In the Ozarks, one of the whitest regions of the country, maintaining a land-based community specifically for women of color was a difficult undertaking financially and culturally. Throughout the 1980s, Arco Iris’s long-term sustainability was often in question. A 1984 article detailed the community’s problems with finances and asked for support to purchase a windmill that would allow them to pump water from a well without putting power lines on their property. Their plea was articulated in spiritual language, as “important to the survivor of the whole woman’s community and preservation of our Mother Earth.”[lxi] The women at Arco Iris understood themselves as carrying on a tradition of care for and relationship to the earth, a feminine, matriarchal force.

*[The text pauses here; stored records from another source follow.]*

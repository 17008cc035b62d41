// Notification feed: candidates synthesized from vaccinations, appointments and training
// sessions on every request, keyed by content digest, overlaid with persisted read marks.

pub mod feed;
pub mod handlers;
pub mod keys;
pub mod read_state;
pub mod service;
pub mod synthesizer;

pub use read_state::{PgReadStateStore, ReadStateStore};
use std::collections::HashSet;

use async_trait::async_trait;
use sqlx::PgPool;
use uuid::Uuid;

use crate::errors::StorageError;

/// Persisted `(user_id, notif_key)` read marks. Append-only; marks are never removed.
#[async_trait]
pub trait ReadStateStore: Send + Sync {
    /// The subset of `keys` the user has marked read. One round trip for the whole batch.
    async fn has_read(&self, user_id: Uuid, keys: &[String])
        -> Result<HashSet<String>, StorageError>;

    /// Records a read mark. Marking an already-read key succeeds without a second row.
    async fn mark_read(&self, user_id: Uuid, key: &str) -> Result<(), StorageError>;
}

pub struct PgReadStateStore {
    pool: PgPool,
}

impl PgReadStateStore {
    pub fn new(pool: PgPool) -> Self {
        Self { pool }
    }
}

#[async_trait]
impl ReadStateStore for PgReadStateStore {
    async fn has_read(
        &self,
        user_id: Uuid,
        keys: &[String],
    ) -> Result<HashSet<String>, StorageError> {
        let rows: Vec<String> = sqlx::query_scalar(
            r#"
            SELECT notif_key
            FROM user_read_notifications
            WHERE user_id = $1 AND notif_key = ANY($2)
            "#,
        )
        .bind(user_id)
        .bind(keys)
        .fetch_all(&self.pool)
        .await?;
        Ok(rows.into_iter().collect())
    }

    async fn mark_read(&self, user_id: Uuid, key: &str) -> Result<(), StorageError> {
        sqlx::query(
            r#"
            INSERT INTO user_read_notifications (user_id, notif_key)
            VALUES ($1, $2)
            ON CONFLICT (user_id, notif_key) DO NOTHING
            "#,
        )
        .bind(user_id)
        .bind(key)
        .execute(&self.pool)
        .await?;
        Ok(())
    }
}
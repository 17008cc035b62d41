//! Notification synthesis.
//!
//! Turns a user's record streams into transient notification candidates. Each category
//! has its own builder that decides inclusion, urgency, wording, and the content key.
//! Candidates are emitted in a fixed generation order: vaccinations (soonest due first),
//! appointments (soonest first), then training milestones (newest first). Candidates
//! sharing a content key are collapsed to the first one generated.

use std::collections::{HashMap, HashSet};

use chrono::{DateTime, Duration, NaiveDate, NaiveTime, Utc};
use serde::{Deserialize, Serialize};
use uuid::Uuid;

use crate::notifications::keys::{appointment_key, time_string, training_key, vaccination_key};
use crate::records::models::{
    AppointmentEntry, DogSummary, TrainingProgress, TrainingSessionEntry, VaccinationRecord,
};
use crate::wellness::scoring::start_of_day;

/// Vaccinations due within this many days produce a notification.
pub const VACCINATION_WINDOW_DAYS: i64 = 30;
/// At or below this many days a due vaccination is a warning.
pub const VACCINATION_WARNING_DAYS: i64 = 7;
/// Appointments within this many days produce a notification.
pub const APPOINTMENT_WINDOW_DAYS: i64 = 7;
/// At or below this many days an appointment is a warning.
pub const APPOINTMENT_WARNING_DAYS: i64 = 1;
/// Training sessions this recent count as milestones.
pub const TRAINING_LOOKBACK_DAYS: i64 = 7;
/// At most this many training milestones per feed.
pub const MAX_TRAINING_MILESTONES: usize = 3;

#[derive(Debug, Clone, Copy, Serialize, Deserialize, PartialEq, Eq, Hash)]
#[serde(rename_all = "lowercase")]
pub enum NotificationType {
    Warning,
    Info,
    Success,
}

impl NotificationType {
    /// Urgency rank; lower sorts first.
    pub fn rank(&self) -> u8 {
        match self {
            NotificationType::Warning => 0,
            NotificationType::Info => 1,
            NotificationType::Success => 2,
        }
    }
}

#[derive(Debug, Clone, Serialize, Deserialize, PartialEq)]
#[serde(rename_all = "camelCase")]
pub struct NotificationCandidate {
    pub id: String,
    pub title: String,
    pub message: String,
    pub time: String,
    #[serde(rename = "type")]
    pub kind: NotificationType,
    pub created_at: DateTime<Utc>,
}

/// One dog's streams as consumed by the synthesizer.
#[derive(Debug, Clone)]
pub struct DogRecords {
    pub dog: DogSummary,
    pub vaccinations: Vec<VaccinationRecord>,
    pub appointments: Vec<AppointmentEntry>,
}

/// Earliest training date that still counts as recent on `today`.
pub fn training_since(today: NaiveDate) -> NaiveDate {
    today - Duration::days(TRAINING_LOOKBACK_DAYS)
}

pub fn synthesize(
    dogs: &[DogRecords],
    training: &[TrainingSessionEntry],
    now: DateTime<Utc>,
) -> Vec<NotificationCandidate> {
    let mut vaccinations: Vec<(NaiveDate, NotificationCandidate)> = dogs
        .iter()
        .flat_map(|d| {
            d.vaccinations.iter().filter_map(move |v| {
                let due = v.next_due_date?;
                vaccination_notification(&d.dog, v, now).map(|n| (due, n))
            })
        })
        .collect();
    vaccinations.sort_by_key(|(due, _)| *due);

    let mut appointments: Vec<(NaiveDate, NaiveTime, NotificationCandidate)> = dogs
        .iter()
        .flat_map(|d| {
            d.appointments.iter().filter_map(move |a| {
                appointment_notification(&d.dog, a, now).map(|n| (a.date, a.time, n))
            })
        })
        .collect();
    appointments.sort_by(|a, b| (a.0, a.1).cmp(&(b.0, b.1)));

    let dogs_by_id: HashMap<Uuid, &DogSummary> = dogs.iter().map(|d| (d.dog.id, &d.dog)).collect();
    let mut sessions: Vec<&TrainingSessionEntry> = training.iter().collect();
    sessions.sort_by(|a, b| b.date.cmp(&a.date));
    let milestones = sessions.into_iter().filter_map(|s| {
        let dog = dogs_by_id.get(&s.dog_id)?;
        training_notification(dog, s, now)
    });

    let mut seen = HashSet::new();
    let mut candidates: Vec<NotificationCandidate> = vaccinations
        .into_iter()
        .map(|(_, n)| n)
        .chain(appointments.into_iter().map(|(_, _, n)| n))
        .filter(|n| seen.insert(n.id.clone()))
        .collect();
    candidates.extend(
        milestones
            .filter(|n| seen.insert(n.id.clone()))
            .take(MAX_TRAINING_MILESTONES),
    );
    candidates
}

/// A vaccination due between today and 30 days out.
pub fn vaccination_notification(
    dog: &DogSummary,
    vaccination: &VaccinationRecord,
    now: DateTime<Utc>,
) -> Option<NotificationCandidate> {
    let due = vaccination.next_due_date?;
    let today = now.date_naive();
    if due < today || due > today + Duration::days(VACCINATION_WINDOW_DAYS) {
        return None;
    }

    let millis = (start_of_day(due) - now).num_milliseconds();
    let days_until = ((millis as f64 / 86_400_000.0).ceil() as i64).max(0);
    let days = days_text(days_until);

    Some(NotificationCandidate {
        id: vaccination_key(dog.id, &vaccination.vaccine_name, due),
        title: format!("Vaccination due for {}", dog.name),
        message: format!("{} vaccination due in {days}", vaccination.vaccine_name),
        time: format!("{days} from now"),
        kind: if days_until <= VACCINATION_WARNING_DAYS {
            NotificationType::Warning
        } else {
            NotificationType::Info
        },
        created_at: now,
    })
}

/// An appointment between today and 7 days out. Time of day is ignored for the window.
pub fn appointment_notification(
    dog: &DogSummary,
    appointment: &AppointmentEntry,
    now: DateTime<Utc>,
) -> Option<NotificationCandidate> {
    let today = now.date_naive();
    let days_until = (appointment.date - today).num_days();
    if !(0..=APPOINTMENT_WINDOW_DAYS).contains(&days_until) {
        return None;
    }

    let when = match days_until {
        0 => "today".to_string(),
        1 => "tomorrow".to_string(),
        n => format!("in {n} days"),
    };

    Some(NotificationCandidate {
        id: appointment_key(dog.id, &appointment.title, appointment.date, appointment.time),
        title: "Appointment reminder".to_string(),
        message: format!(
            "{} for {} {when} at {}",
            appointment.title,
            dog.name,
            time_string(appointment.time)
        ),
        time: when,
        kind: if days_until <= APPOINTMENT_WARNING_DAYS {
            NotificationType::Warning
        } else {
            NotificationType::Info
        },
        created_at: now,
    })
}

/// An excellent training session within the past 7 days.
pub fn training_notification(
    dog: &DogSummary,
    session: &TrainingSessionEntry,
    now: DateTime<Utc>,
) -> Option<NotificationCandidate> {
    if session.progress != TrainingProgress::Excellent {
        return None;
    }
    let days_ago = (now.date_naive() - session.date).num_days();
    if !(0..=TRAINING_LOOKBACK_DAYS).contains(&days_ago) {
        return None;
    }

    let when = match days_ago {
        0 => "today".to_string(),
        1 => "yesterday".to_string(),
        n => format!("{n} days ago"),
    };

    Some(NotificationCandidate {
        id: training_key(dog.id, session.date),
        title: "Training milestone".to_string(),
        message: format!("{} had an excellent training session {when}!", dog.name),
        time: when,
        kind: NotificationType::Success,
        created_at: now,
    })
}

fn days_text(n: i64) -> String {
    if n == 1 {
        "1 day".to_string()
    } else {
        format!("{n} days")
    }
}
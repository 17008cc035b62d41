// Composite wellness score: weighted, capped factors over a dog's care records.
// Scoring is pure; service.rs does the concurrent record fan-out.

pub mod handlers;
pub mod policy;
pub mod scoring;
pub mod service;

pub use policy::ScoringPolicy;
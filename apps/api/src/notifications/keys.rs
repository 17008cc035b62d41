//! Content-addressed notification keys.
//!
//! A key is SHA-256 over the `|`-joined defining fields of an event, hex encoded.
//! It is the only identity the read-state table stores, so the field order and the
//! date/time formatting below must never change. Swapping the digest is harmless;
//! changing what goes into it orphans every stored read mark.

use chrono::{NaiveDate, NaiveTime};
use sha2::{Digest, Sha256};
use uuid::Uuid;

use crate::records::models::TrainingProgress;

const DATE_FORMAT: &str = "%Y-%m-%d";
const TIME_FORMAT: &str = "%H:%M:%S";

/// Longest key the read-state store accepts. Generated keys are 64 hex chars.
pub const MAX_KEY_LEN: usize = 128;

pub fn notif_key(parts: &[&str]) -> String {
    let mut hasher = Sha256::new();
    hasher.update(parts.join("|").as_bytes());
    hex::encode(hasher.finalize())
}

pub fn iso_date(date: NaiveDate) -> String {
    date.format(DATE_FORMAT).to_string()
}

pub fn time_string(time: NaiveTime) -> String {
    time.format(TIME_FORMAT).to_string()
}

pub fn vaccination_key(dog_id: Uuid, vaccine_name: &str, due: NaiveDate) -> String {
    notif_key(&[
        "vaccination",
        &dog_id.to_string(),
        vaccine_name,
        &iso_date(due),
    ])
}

pub fn appointment_key(dog_id: Uuid, title: &str, date: NaiveDate, time: NaiveTime) -> String {
    notif_key(&[
        "appointment",
        &dog_id.to_string(),
        title,
        &iso_date(date),
        &time_string(time),
    ])
}

pub fn training_key(dog_id: Uuid, date: NaiveDate) -> String {
    notif_key(&[
        "training",
        &dog_id.to_string(),
        &iso_date(date),
        TrainingProgress::Excellent.as_str(),
    ])
}
use axum::Json;
use serde_json::{json, Value};

/// GET /health
/// Returns a simple status object with service version.
pub async fn health_handler() -> Json<Value> {
    Json(json!({
        "status": "ok",
        "version": env!("CARGO_PKG_VERSION"),
        "service": "pawcare-api"
    }))
}
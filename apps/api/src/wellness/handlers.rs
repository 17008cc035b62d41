use axum::{
    extract::{Path, Query, State},
    Json,
};
use uuid::Uuid;

use crate::errors::AppError;
use crate::routes::UserIdQuery;
use crate::state::AppState;
use crate::wellness::scoring::HealthStatusResult;
use crate::wellness::service::compute_health_status;

/// GET /api/v1/dogs/:dog_id/health-status
pub async fn handle_health_status(
    State(state): State<AppState>,
    Path(dog_id): Path<Uuid>,
    Query(params): Query<UserIdQuery>,
) -> Result<Json<HealthStatusResult>, AppError> {
    let result = compute_health_status(&state, params.user_id, dog_id).await?;
    Ok(Json(result))
}
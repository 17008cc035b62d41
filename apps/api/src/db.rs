use anyhow::{Context, Result};
use sqlx::postgres::PgPoolOptions;
use sqlx::PgPool;
use tracing::info;

/// Creates and returns a PostgreSQL connection pool.
pub async fn create_pool(database_url: &str, max_connections: u32) -> Result<PgPool> {
    info!("Connecting to PostgreSQL...");

    let pool = PgPoolOptions::new()
        .max_connections(max_connections)
        .connect(database_url)
        .await?;

    info!("PostgreSQL connection pool established");
    Ok(pool)
}

/// Creates the read-mark table if missing. The record tables belong to the CRUD
/// service and are never created or altered here.
pub async fn ensure_schema(pool: &PgPool) -> Result<()> {
    sqlx::query(
        r#"
        CREATE TABLE IF NOT EXISTS user_read_notifications (
            user_id    UUID NOT NULL,
            notif_key  VARCHAR(128) NOT NULL,
            created_at TIMESTAMPTZ NOT NULL DEFAULT NOW(),
            PRIMARY KEY (user_id, notif_key)
        )
        "#,
    )
    .execute(pool)
    .await
    .context("Failed to create user_read_notifications")?;

    info!("Schema ready");
    Ok(())
}
use std::str::FromStr;

use anyhow::{Context, Result};

use crate::wellness::ScoringPolicy;

/// Application configuration loaded from environment variables.
/// Fails at startup if required variables are missing or malformed.
#[derive(Debug, Clone)]
pub struct Config {
    pub database_url: String,
    pub port: u16,
    pub rust_log: String,
    pub db_max_connections: u32,
    pub scoring_policy: ScoringPolicy,
}

impl Config {
    pub fn from_env() -> Result<Self> {
        dotenvy::dotenv().ok(); // load .env if present; ignore if missing

        Ok(Config {
            database_url: require_env("DATABASE_URL")?,
            port: env_or("PORT", 8080)?,
            rust_log: std::env::var("RUST_LOG").unwrap_or_else(|_| "info".to_string()),
            db_max_connections: env_or("DB_MAX_CONNECTIONS", 10)?,
            scoring_policy: scoring_policy_from(|key| std::env::var(key).ok())?,
        })
    }
}

/// Applies `WELLNESS_*` overrides on top of the standard policy.
fn scoring_policy_from(lookup: impl Fn(&str) -> Option<String>) -> Result<ScoringPolicy> {
    let mut policy = ScoringPolicy::standard();

    let w = &mut policy.weights;
    override_with(&lookup, "WELLNESS_WEIGHT_VACCINATION", &mut w.vaccination)?;
    override_with(&lookup, "WELLNESS_WEIGHT_HEALTH_RECORDS", &mut w.health_records)?;
    override_with(&lookup, "WELLNESS_WEIGHT_APPOINTMENTS", &mut w.appointments)?;
    override_with(&lookup, "WELLNESS_WEIGHT_CARE", &mut w.care_consistency)?;

    let b = &mut policy.bands;
    override_with(&lookup, "WELLNESS_BAND_EXCELLENT", &mut b.excellent)?;
    override_with(&lookup, "WELLNESS_BAND_GOOD", &mut b.good)?;
    override_with(&lookup, "WELLNESS_BAND_FAIR", &mut b.fair)?;
    override_with(&lookup, "WELLNESS_BAND_NEEDS_ATTENTION", &mut b.needs_attention)?;

    policy
        .validate()
        .context("Invalid WELLNESS_* scoring configuration")?;
    Ok(policy)
}

fn override_with<T>(
    lookup: &impl Fn(&str) -> Option<String>,
    key: &str,
    slot: &mut T,
) -> Result<()>
where
    T: FromStr,
    T::Err: std::error::Error + Send + Sync + 'static,
{
    if let Some(raw) = lookup(key) {
        *slot = raw
            .trim()
            .parse()
            .with_context(|| format!("{key} has an invalid value '{raw}'"))?;
    }
    Ok(())
}

fn env_or<T>(key: &str, default: T) -> Result<T>
where
    T: FromStr,
    T::Err: std::error::Error + Send + Sync + 'static,
{
    let mut value = default;
    override_with(&|k: &str| std::env::var(k).ok(), key, &mut value)?;
    Ok(value)
}

fn require_env(key: &str) -> Result<String> {
    std::env::var(key).with_context(|| format!("Required environment variable '{key}' is not set"))
}
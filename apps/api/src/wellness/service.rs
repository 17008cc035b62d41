use tracing::debug;
use uuid::Uuid;

use crate::errors::AppError;
use crate::state::AppState;
use crate::wellness::scoring::{self, HealthStatusResult};

/// Loads the dog's three record streams concurrently and scores them.
/// The first storage error aborts the whole computation.
pub async fn compute_health_status(
    state: &AppState,
    owner_id: Uuid,
    dog_id: Uuid,
) -> Result<HealthStatusResult, AppError> {
    state
        .records
        .find_dog(owner_id, dog_id)
        .await?
        .ok_or_else(|| AppError::NotFound(format!("Dog {dog_id} not found")))?;

    let (vaccinations, health_records, appointments) = tokio::try_join!(
        state.records.list_vaccinations(dog_id),
        state.records.list_health_records(dog_id),
        state.records.list_appointments(dog_id),
    )?;

    let now = state.clock.now();
    let result = scoring::compute_health_status(
        &vaccinations,
        &health_records,
        &appointments,
        now,
        &state.policy,
    );

    debug!(
        "Health status for dog {dog_id}: enough_data={} score={:?}",
        result.has_enough_data,
        result.assessment.as_ref().map(|a| a.score)
    );
    Ok(result)
}
//! Read-only access to the care records owned by the CRUD service.
//!
//! `AppState` holds an `Arc<dyn RecordRepository>`; Postgres in production, an
//! in-memory fake in tests. Ownership filtering happens here, never in the
//! scoring or synthesis code.

use async_trait::async_trait;
use chrono::NaiveDate;
use sqlx::PgPool;
use uuid::Uuid;

use crate::errors::StorageError;
use crate::records::models::{
    AppointmentEntry, DogSummary, HealthRecordEntry, TrainingSessionEntry, VaccinationRecord,
};

#[async_trait]
pub trait RecordRepository: Send + Sync {
    /// All dogs owned by `owner_id`.
    async fn list_dogs(&self, owner_id: Uuid) -> Result<Vec<DogSummary>, StorageError>;

    /// The dog, if it exists and belongs to `owner_id`.
    async fn find_dog(
        &self,
        owner_id: Uuid,
        dog_id: Uuid,
    ) -> Result<Option<DogSummary>, StorageError>;

    async fn list_vaccinations(&self, dog_id: Uuid)
        -> Result<Vec<VaccinationRecord>, StorageError>;

    async fn list_health_records(
        &self,
        dog_id: Uuid,
    ) -> Result<Vec<HealthRecordEntry>, StorageError>;

    async fn list_appointments(&self, dog_id: Uuid) -> Result<Vec<AppointmentEntry>, StorageError>;

    /// Sessions on or after `since` for every dog owned by `owner_id`, newest first.
    async fn list_training_sessions(
        &self,
        owner_id: Uuid,
        since: NaiveDate,
    ) -> Result<Vec<TrainingSessionEntry>, StorageError>;
}

pub struct PgRecordRepository {
    pool: PgPool,
}

impl PgRecordRepository {
    pub fn new(pool: PgPool) -> Self {
        Self { pool }
    }
}

#[async_trait]
impl RecordRepository for PgRecordRepository {
    async fn list_dogs(&self, owner_id: Uuid) -> Result<Vec<DogSummary>, StorageError> {
        Ok(sqlx::query_as::<_, DogSummary>(
            "SELECT id, name FROM dogs WHERE user_id = $1 ORDER BY created_at ASC, id ASC",
        )
        .bind(owner_id)
        .fetch_all(&self.pool)
        .await?)
    }

    async fn find_dog(
        &self,
        owner_id: Uuid,
        dog_id: Uuid,
    ) -> Result<Option<DogSummary>, StorageError> {
        Ok(sqlx::query_as::<_, DogSummary>(
            "SELECT id, name FROM dogs WHERE id = $1 AND user_id = $2",
        )
        .bind(dog_id)
        .bind(owner_id)
        .fetch_optional(&self.pool)
        .await?)
    }

    async fn list_vaccinations(
        &self,
        dog_id: Uuid,
    ) -> Result<Vec<VaccinationRecord>, StorageError> {
        Ok(sqlx::query_as::<_, VaccinationRecord>(
            r#"
            SELECT id, dog_id, vaccine_name, next_due_date
            FROM vaccinations
            WHERE dog_id = $1
            ORDER BY next_due_date ASC NULLS LAST, id ASC
            "#,
        )
        .bind(dog_id)
        .fetch_all(&self.pool)
        .await?)
    }

    async fn list_health_records(
        &self,
        dog_id: Uuid,
    ) -> Result<Vec<HealthRecordEntry>, StorageError> {
        Ok(sqlx::query_as::<_, HealthRecordEntry>(
            r#"
            SELECT id, dog_id, date, type
            FROM health_records
            WHERE dog_id = $1
            ORDER BY date DESC
            "#,
        )
        .bind(dog_id)
        .fetch_all(&self.pool)
        .await?)
    }

    async fn list_appointments(&self, dog_id: Uuid) -> Result<Vec<AppointmentEntry>, StorageError> {
        Ok(sqlx::query_as::<_, AppointmentEntry>(
            r#"
            SELECT id, dog_id, title, date, time
            FROM appointments
            WHERE dog_id = $1
            ORDER BY date ASC, time ASC
            "#,
        )
        .bind(dog_id)
        .fetch_all(&self.pool)
        .await?)
    }

    async fn list_training_sessions(
        &self,
        owner_id: Uuid,
        since: NaiveDate,
    ) -> Result<Vec<TrainingSessionEntry>, StorageError> {
        Ok(sqlx::query_as::<_, TrainingSessionEntry>(
            r#"
            SELECT t.id, t.dog_id, t.date, t.progress
            FROM training_sessions t
            JOIN dogs d ON t.dog_id = d.id
            WHERE d.user_id = $1 AND t.date >= $2
            ORDER BY t.date DESC
            "#,
        )
        .bind(owner_id)
        .bind(since)
        .fetch_all(&self.pool)
        .await?)
    }
}
//! Text generation with tool loop.

use std::sync::Arc;

use tracing::{debug, warn};

use crate::error::IntegreatError;
use crate::provider::{ModelProvider, ProviderRequest, ToolDefinition};
use crate::tools::arguments::ToolArguments;
use crate::tools::tool::Tool;
use crate::types::*;

/// Maximum model calls per generation, so a model that keeps requesting
/// tools cannot loop forever.
pub const MAX_TOOL_ITERATIONS: usize = 10;

/// Generate text with an optional tool loop.
///
/// If the model returns tool calls, they are executed and fed back until the
/// model produces a final text response. A failing tool does not fail the
/// generation: its error is handed back to the model as the tool result.
/// A model still requesting tools after [`MAX_TOOL_ITERATIONS`] calls yields
/// [`IntegreatError::IterationLimit`].
pub async fn generate_text(
    provider: &dyn ModelProvider,
    mut messages: Vec<ModelMessage>,
    settings: GenerationSettings,
    tools: &[Arc<dyn Tool>],
) -> Result<GenerateTextResult, IntegreatError> {
    let tool_defs: Option<Vec<ToolDefinition>> =
        (!tools.is_empty()).then(|| tools.iter().map(|t| t.definition()).collect());

    let mut steps = Vec::new();
    let mut total_usage = Usage::default();

    for iteration in 0..MAX_TOOL_ITERATIONS {
        let request = ProviderRequest {
            messages: messages.clone(),
            settings: settings.clone(),
            tools: tool_defs.clone(),
        };

        debug!(iteration, provider = provider.provider_name(), "generate_text: calling provider");
        let response = provider.generate_text(&request).await?;

        total_usage.merge(&response.usage);

        let mut step = GenerationStep {
            text: response.text.clone(),
            tool_calls: response.tool_calls.clone(),
            tool_results: Vec::new(),
            usage: response.usage.clone(),
            finish_reason: response.finish_reason,
        };

        if response.tool_calls.is_empty() {
            steps.push(step);
            return Ok(GenerateTextResult {
                text: response.text,
                steps,
                messages,
                usage: total_usage,
                finish_reason: response.finish_reason,
            });
        }

        messages.push(ModelMessage::assistant_tool_calls(
            &response.text,
            &response.tool_calls,
        ));

        for tc in &response.tool_calls {
            let result = execute_tool_call(tools, tc).await;
            step.tool_results.push(result.clone());
            messages.push(ModelMessage::tool_result(result));
        }

        steps.push(step);
    }

    warn!(
        max = MAX_TOOL_ITERATIONS,
        total_tokens = total_usage.total_tokens,
        "generate_text: tool loop hit iteration limit"
    );
    Err(IntegreatError::IterationLimit(MAX_TOOL_ITERATIONS))
}

async fn execute_tool_call(tools: &[Arc<dyn Tool>], tc: &AgentToolCall) -> AgentToolResult {
    let Some(tool) = tools.iter().find(|t| t.name() == tc.name) else {
        warn!(tool = tc.name, "Tool not found");
        return AgentToolResult {
            tool_call_id: tc.id.clone(),
            result: serde_json::json!({"error": format!("Tool '{}' not found", tc.name)}),
            is_error: true,
        };
    };

    let args = ToolArguments::new(tc.arguments.clone());
    match tool.execute(&args).await {
        Ok(val) => AgentToolResult {
            tool_call_id: tc.id.clone(),
            result: val,
            is_error: false,
        },
        Err(e) => {
            warn!(tool = tc.name, error = %e, "Tool execution failed");
            AgentToolResult {
                tool_call_id: tc.id.clone(),
                result: serde_json::json!({"error": e.to_string()}),
                is_error: true,
            }
        }
    }
}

At some point in the mid-1980s, Arco Iris began producing cotton menstrual pads and advertising them for sale in Up & Coming. The ad’s imagery draws upon traditional characterizations of Native American women, washing fabric in a river with h a jug; the implication of the ad is that Red River’s “100% Cotton, Non-toxic, Washable, Comfortable” menstrual pads are more natural, more traditional, more in tune with the moon who appears in the sky of the ad and the mountain that frames the woman’s upward-cast gaze than other menstrual products like store-bought tampons and pads.

 

The interaction of the women who made the pads (at least some of them Native) and submitted the advertisement with its audience of primarily white women seems to raise questions about how Native women understood and portrayed themselves for a white audience, and how authentic these representations were. When a woman living in the Arco Iris community designed an advertisement with a Native-coded woman kneeling serenely next to the river, perhaps she understood this as an accurate representation of herself; perhaps she understood it as an expression of Native connection to the earth that would appeal to the white women who are its primary audience; perhaps she understood it as both.

​

Sturgeon distinguishes the problematics of essentializing Indigenous people and spiritualities in an academic sense from their utility in a political setting, especially when used by Indigenous women themselves. “How and when do we support the common assertions of tribal, peasant, or rural women that they see themselves as closer to nature than Westernized peoples?” she asks.[lxii] On the one hand, this seems a question primarily for Native people engaged in these struggles; on the other hand, it raises larger questions about how non-Indigenous people have and should support political struggles without further entrenching essentialist stereotypes.

​

These questions do not seem at all present for the women who met in Up & Coming. The perceived authentic, “pure” spiritual connection of Native Americans to land and earth seemed a primary reason, for both Indigenous and white women in the newsletter, to support Native political struggles against the American state. The two were intimately connected and inseparable.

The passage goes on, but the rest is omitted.